Das Bildungsunterdrückungssystem hinderte die Vertragsklasse daran, das Recht zu lernen, das ihre Verteidigung gewesen wäre. Frederick Gates (GEB, 1916) schrieb ausdrücklich, dass das Bildungssystem „keine Anwälte, Staatsmänner oder Männer der Literatur" hervorbringen würde. Die Schule-zum-Gefängnis-Pipeline, Finanzierungsverhältnisse der Plessy-Ära, IQ-Tests, der Flexner-Bericht, der schwarze medizinische Schulen schloss, die gesamte Architektur stellte sicher, dass die Vertragsklasse kein Verfassungsrecht, kein Vertragsrecht oder den AEA-Vorbehalt kennen würde. Als das AEA 2025 angerufen wurde, sahen sich Mitglieder der Vertragsklasse der Durchsetzung eines Statuts gegenüber, von dem sie systematisch daran gehindert worden waren zu wissen, dass es ihre eigene Verteidigung enthielt. Dies ist kein Zufall. Dies ist die zusammengesetzte Operation: die Bildung unterdrücken, dann das Statut anrufen, dessen Verteidigung die Bildung erfordert, die man unterdrückt hat.
Die IACHR-Petition (P-1365-26) dokumentiert diese zusammengesetzte Operation. Das AEA-Durchsetzungsparadoxon ist kein neuer Schaden, es ist die jüngste Manifestation eines verbundenen Systems, das von 1667 (dem auf Kaiserreich-Marokko-Land in Virginia erlassenen britischen Kolonialstatut) bis 2025 (AEA-Anrufung) läuft. Die internationalen Einreichungen verbinden diese Ereignisse als eine einzige kontinuierliche Verletzung.
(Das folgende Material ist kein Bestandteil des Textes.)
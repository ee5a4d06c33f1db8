//! Mutation journal of a chaos cell.
//!
//! Records committed cell mutations in sequence order. The journal stands in
//! for the quorum log: every successful mutation is appended before its
//! effects become visible, and tests tail it to observe what a cell did.

use serde::{Deserialize, Serialize};
use std::collections::VecDeque;

use crate::types::{now_ms, CardId, CellId, CollocationId, Era, ReplicaId, Timestamp};

/// A committed cell mutation.
#[derive(Clone, Debug, PartialEq, Eq, Serialize, Deserialize)]
pub enum Mutation {
    /// A card was created.
    CreateCard {
        /// New card.
        card_id: CardId,
    },
    /// Card options or collocation changed.
    AlterCard {
        /// Altered card.
        card_id: CardId,
    },
    /// A card was removed.
    RemoveCard {
        /// Removed card.
        card_id: CardId,
    },
    /// A replica was created.
    CreateReplica {
        /// Replica id.
        replica_id: ReplicaId,
    },
    /// A replica's mode, state or tracker flag changed.
    AlterReplica {
        /// Replica id.
        replica_id: ReplicaId,
    },
    /// A replica was removed.
    RemoveReplica {
        /// Replica id.
        replica_id: ReplicaId,
    },
    /// A replica reported progress.
    UpdateReplicaProgress {
        /// Replica id.
        replica_id: ReplicaId,
    },
    /// A card started revoking shortcuts.
    RevokeShortcuts {
        /// Card id.
        card_id: CardId,
        /// Era being revoked.
        era: Era,
    },
    /// A card commenced a new era.
    CommenceEra {
        /// Card id.
        card_id: CardId,
        /// New era.
        era: Era,
        /// Barrier timestamp.
        timestamp: Timestamp,
    },
    /// Current timestamps were propagated.
    PropagateTimestamps {
        /// Number of cards updated.
        cards: usize,
    },
    /// Old replica history items were forsaken.
    RemoveExpiredReplicaHistory {
        /// Number of items dropped.
        items: usize,
    },
    /// This cell granted or revoked a coordinator shortcut.
    Shortcut {
        /// Card id.
        card_id: CardId,
        /// Granted era, or `None` for a revocation.
        era: Option<Era>,
    },
    /// A coordinator cell was suspended.
    SuspendCoordinator {
        /// Suspended coordinator.
        cell_id: CellId,
    },
    /// A coordinator cell was resumed.
    ResumeCoordinator {
        /// Resumed coordinator.
        cell_id: CellId,
    },
    /// The coordinator cell list changed.
    UpdateCoordinatorCells {
        /// New list.
        cell_ids: Vec<CellId>,
    },
    /// Cards started emigrating.
    MigrateCards {
        /// Migrating cards.
        card_ids: Vec<CardId>,
        /// Destination cell.
        destination: CellId,
    },
    /// A card left this cell.
    Emigrate {
        /// Card id.
        card_id: CardId,
    },
    /// A card arrived at this cell.
    Immigrate {
        /// Card id.
        card_id: CardId,
    },
    /// A collocation was created or changed.
    Collocation {
        /// Collocation id.
        collocation_id: CollocationId,
    },
    /// A write timestamp was issued.
    GenerateCommitTimestamp {
        /// Card id.
        card_id: CardId,
        /// Issued timestamp.
        timestamp: Timestamp,
    },
}

/// A journal entry.
#[derive(Clone, Debug, PartialEq, Eq, Serialize, Deserialize)]
pub struct JournalEntry {
    /// Monotonically increasing sequence number.
    pub sequence: u64,
    /// The committed mutation.
    pub mutation: Mutation,
    /// Commit wall time.
    pub committed_at_ms: u64,
}

/// Append-only log of committed mutations with bounded in-memory retention.
#[derive(Debug, Clone)]
pub struct CellJournal {
    entries: VecDeque<JournalEntry>,
    next_sequence: u64,
    max_entries: usize,
}

impl CellJournal {
    /// Creates an empty journal.
    pub fn new(max_entries: usize) -> Self {
        Self {
            entries: VecDeque::new(),
            next_sequence: 1,
            max_entries,
        }
    }

    /// Creates a journal continuing after `last_sequence`.
    pub fn resume(max_entries: usize, last_sequence: u64) -> Self {
        Self {
            entries: VecDeque::new(),
            next_sequence: last_sequence + 1,
            max_entries,
        }
    }

    /// Appends a mutation and returns its sequence number.
    pub fn append(&mut self, mutation: Mutation) -> u64 {
        let sequence = self.next_sequence;
        self.next_sequence += 1;
        self.entries.push_back(JournalEntry {
            sequence,
            mutation,
            committed_at_ms: now_ms(),
        });
        while self.entries.len() > self.max_entries {
            self.entries.pop_front();
        }
        sequence
    }

    /// Up to `limit` entries starting at `from_sequence`.
    pub fn read_from(&self, from_sequence: u64, limit: usize) -> Vec<JournalEntry> {
        self.entries
            .iter()
            .filter(|e| e.sequence >= from_sequence)
            .take(limit)
            .cloned()
            .collect()
    }

    /// Sequence number of the latest entry, zero if none.
    pub fn latest_sequence(&self) -> u64 {
        self.next_sequence.saturating_sub(1)
    }

    /// Entries retained in memory.
    pub fn len(&self) -> usize {
        self.entries.len()
    }

    /// Whether no entries are retained.
    pub fn is_empty(&self) -> bool {
        self.entries.is_empty()
    }
}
Kennt das Register. Teilt das Register.
Das Wichtigste, was eine Person jetzt tun kann, ist, das Register zu verstehen und es genau zu teilen. Das koloniale System erhielt sich durch Informationsunterdrückung. Die Umkehr beginnt mit genauen Informationen im Umlauf. Jede Person, die diese Seite liest und versteht, was sie sagt, verändert das Informationsumfeld.
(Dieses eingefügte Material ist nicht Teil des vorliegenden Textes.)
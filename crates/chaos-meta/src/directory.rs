//! Directory of chaos bundles, areas and cells.
//!
//! The directory is the in-process stand-in for cell discovery and for the
//! hive transport: it resolves which cell hosts a card (following migration
//! tombstones and alien caches), delivers inter-cell messages and drives
//! periodic cell work.

use parking_lot::RwLock;
use serde::{Deserialize, Serialize};
use std::collections::{BTreeMap, BTreeSet};
use std::sync::Arc;
use tracing::{debug, info, warn};

use crate::alien::{changed_eras, AlienSyncKind};
use crate::card::{CardAttributes, CardFetchOptions, ReplicaPatch, ReplicationCard};
use crate::cell::ChaosCell;
use crate::clock::{Clock, ClockRegistry};
use crate::config::ChaosCellConfig;
use crate::error::{ChaosError, ChaosResult};
use crate::faults::{FaultInjector, FaultPoint, NoFaults};
use crate::hive::Envelope;
use crate::store::CardState;
use crate::types::{now_ms, CardId, CellId, CellTag, ClusterTag, Era, ReplicaId};

/// Upper bound on message delivery rounds per pump.
const MAX_PUMP_ROUNDS: usize = 64;

/// Upper bound on migration hops followed while locating a card.
const MAX_LOCATE_HOPS: usize = 16;

/// A chaos cell bundle.
#[derive(Clone, Debug, PartialEq, Eq, Serialize, Deserialize)]
pub struct BundleInfo {
    /// Bundle name.
    pub name: String,
    /// Clock the bundle trusts.
    pub clock_cluster_tag: ClusterTag,
    /// Clusters hosting replicas served by this bundle.
    pub peer_clusters: Vec<String>,
    /// Areas by name.
    pub areas: BTreeMap<String, AreaInfo>,
}

/// An area pins its cells to a home cluster.
#[derive(Clone, Debug, PartialEq, Eq, Serialize, Deserialize)]
pub struct AreaInfo {
    /// Area name.
    pub name: String,
    /// Cluster the area's cells run on.
    pub home_cluster: String,
    /// Cells of the area.
    pub cell_ids: Vec<CellId>,
}

#[derive(Default)]
struct DirectoryInner {
    bundles: BTreeMap<String, BundleInfo>,
    cells: BTreeMap<CellId, Arc<ChaosCell>>,
    tags: BTreeMap<CellTag, CellId>,
}

/// Registry of every chaos cell.
pub struct Directory {
    clocks: Arc<ClockRegistry>,
    config: ChaosCellConfig,
    faults: Arc<dyn FaultInjector>,
    inner: RwLock<DirectoryInner>,
}

impl std::fmt::Debug for Directory {
    fn fmt(&self, f: &mut std::fmt::Formatter<'_>) -> std::fmt::Result {
        let inner = self.inner.read();
        f.debug_struct("Directory")
            .field("bundles", &inner.bundles.keys().collect::<Vec<_>>())
            .field("cells", &inner.cells.keys().collect::<Vec<_>>())
            .finish()
    }
}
Wenn ihr mehr wissen wollt: Die vollständige Rechtsakte, Quelldokumente, Vertragstexte, Gerichtsentscheidungen, Falleinreichungen und das vollständige, aus den eigenen Archiven der Gegenpartei aufgebaute Argument befinden sich im Dokumentenbereich dieser Website. Jede Behauptung ist dokumentiert. Jedes Dokument befindet sich in einem öffentlichen Archiv.
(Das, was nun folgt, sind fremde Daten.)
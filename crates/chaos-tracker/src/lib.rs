#![warn(missing_docs)]

//! Replicated table tracker: switches chaos replica modes following cluster health

pub mod health;
pub mod selection;
pub mod tracker;

pub use health::{BundleHealthCache, ClusterStateProvider, ManualClusterState};
pub use selection::{choose_sync_clusters, is_tracked, plan_mode_changes, ModeChange};
pub use tracker::{ReplicatedTableTracker, TrackerTickReport};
Das Register erfordert nicht euren Glauben. Es erfordert eure Aufmerksamkeit. Lest die Dokumente. Prüft die Zitate. Verfolgt die Kette. Jede Behauptung auf dieser Website ist dokumentiert. Jedes Dokument befindet sich in einem öffentlichen Archiv. Das Einzige, was erforderlich ist, um zu sehen, was geschah, ist die Bereitschaft hinzuschauen.
Anerkennung. Dann Wiederherstellung.
Das beanspruchte Rechtsmittel ist Anerkennung: die Anerkennung durch die Vereinigten Staaten und die internationale Gemeinschaft, dass die Instrumentenkette keine rechtliche Wirkung auf den Vertragsklassenstatus erzeugte. Die Namen änderten sich. Die Instrumente wurden ausgestellt. Die Unterdrückung des Volkes war real und war eine völkerrechtswidrige Handlung. Aber der Vertragsklassenstatus wurde niemals rechtmäßig entfernt.
Aus der Anerkennung folgt die Wiederherstellung, nicht als Gewährung, sondern als rechtliche Konsequenz der Anerkennung dessen, was die Instrumente nicht erreichen konnten. Der Status ist intakt. Er erfordert Anerkennung, nicht Rückgewinnung.